- **TASK OBJECTIVE**
Which lines in the data below contain the word "with"? Return each of them.

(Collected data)
★ ★ ★ ★ ★

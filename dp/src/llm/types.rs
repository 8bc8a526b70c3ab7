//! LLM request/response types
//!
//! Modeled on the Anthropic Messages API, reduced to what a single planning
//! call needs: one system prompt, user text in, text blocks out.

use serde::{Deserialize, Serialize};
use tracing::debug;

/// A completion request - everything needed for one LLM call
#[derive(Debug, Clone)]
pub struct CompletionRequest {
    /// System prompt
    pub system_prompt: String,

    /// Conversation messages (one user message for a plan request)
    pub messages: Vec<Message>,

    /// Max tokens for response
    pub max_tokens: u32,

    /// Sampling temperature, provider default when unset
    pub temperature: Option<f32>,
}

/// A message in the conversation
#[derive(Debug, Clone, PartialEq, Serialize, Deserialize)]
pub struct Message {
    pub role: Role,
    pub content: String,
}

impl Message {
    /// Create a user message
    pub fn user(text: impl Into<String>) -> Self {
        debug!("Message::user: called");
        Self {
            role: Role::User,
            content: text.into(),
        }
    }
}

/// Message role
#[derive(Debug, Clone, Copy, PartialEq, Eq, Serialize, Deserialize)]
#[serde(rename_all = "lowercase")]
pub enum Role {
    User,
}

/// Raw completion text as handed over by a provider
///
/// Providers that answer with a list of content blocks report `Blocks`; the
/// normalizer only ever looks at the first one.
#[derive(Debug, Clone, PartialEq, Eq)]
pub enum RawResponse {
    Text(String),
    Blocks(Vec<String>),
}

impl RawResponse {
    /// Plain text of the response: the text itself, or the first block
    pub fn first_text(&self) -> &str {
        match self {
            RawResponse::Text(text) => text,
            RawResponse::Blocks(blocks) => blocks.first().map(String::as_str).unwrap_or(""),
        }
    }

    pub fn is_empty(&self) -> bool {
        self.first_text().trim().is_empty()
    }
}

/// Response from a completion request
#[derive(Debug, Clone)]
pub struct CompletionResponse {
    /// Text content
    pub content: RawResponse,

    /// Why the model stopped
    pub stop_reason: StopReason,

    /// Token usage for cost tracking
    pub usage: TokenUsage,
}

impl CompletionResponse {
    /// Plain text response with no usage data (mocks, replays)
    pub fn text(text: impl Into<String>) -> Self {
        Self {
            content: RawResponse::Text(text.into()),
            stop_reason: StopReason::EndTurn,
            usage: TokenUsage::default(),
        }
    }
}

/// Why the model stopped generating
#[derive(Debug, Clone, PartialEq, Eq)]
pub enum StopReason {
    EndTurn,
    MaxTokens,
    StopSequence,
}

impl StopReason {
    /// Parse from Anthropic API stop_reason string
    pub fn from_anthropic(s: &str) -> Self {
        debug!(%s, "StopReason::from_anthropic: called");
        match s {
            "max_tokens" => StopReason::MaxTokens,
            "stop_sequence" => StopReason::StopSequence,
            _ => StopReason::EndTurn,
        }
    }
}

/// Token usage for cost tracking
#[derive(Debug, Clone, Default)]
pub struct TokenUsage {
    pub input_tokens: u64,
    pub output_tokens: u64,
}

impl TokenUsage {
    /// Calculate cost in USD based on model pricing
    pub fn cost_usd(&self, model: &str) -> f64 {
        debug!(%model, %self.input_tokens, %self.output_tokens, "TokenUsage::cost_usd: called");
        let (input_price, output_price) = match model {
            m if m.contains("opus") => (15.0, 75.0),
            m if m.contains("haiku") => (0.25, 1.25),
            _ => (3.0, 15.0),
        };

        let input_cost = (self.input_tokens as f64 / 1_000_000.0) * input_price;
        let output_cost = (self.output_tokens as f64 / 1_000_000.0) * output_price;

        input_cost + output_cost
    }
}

★ ★ ★ ★ ★

- **RESPONSE TO THIS TASK**
/// Providers that answer with a list of content blocks report `Blocks`; the
    /// Plain text response with no usage data (mocks, replays)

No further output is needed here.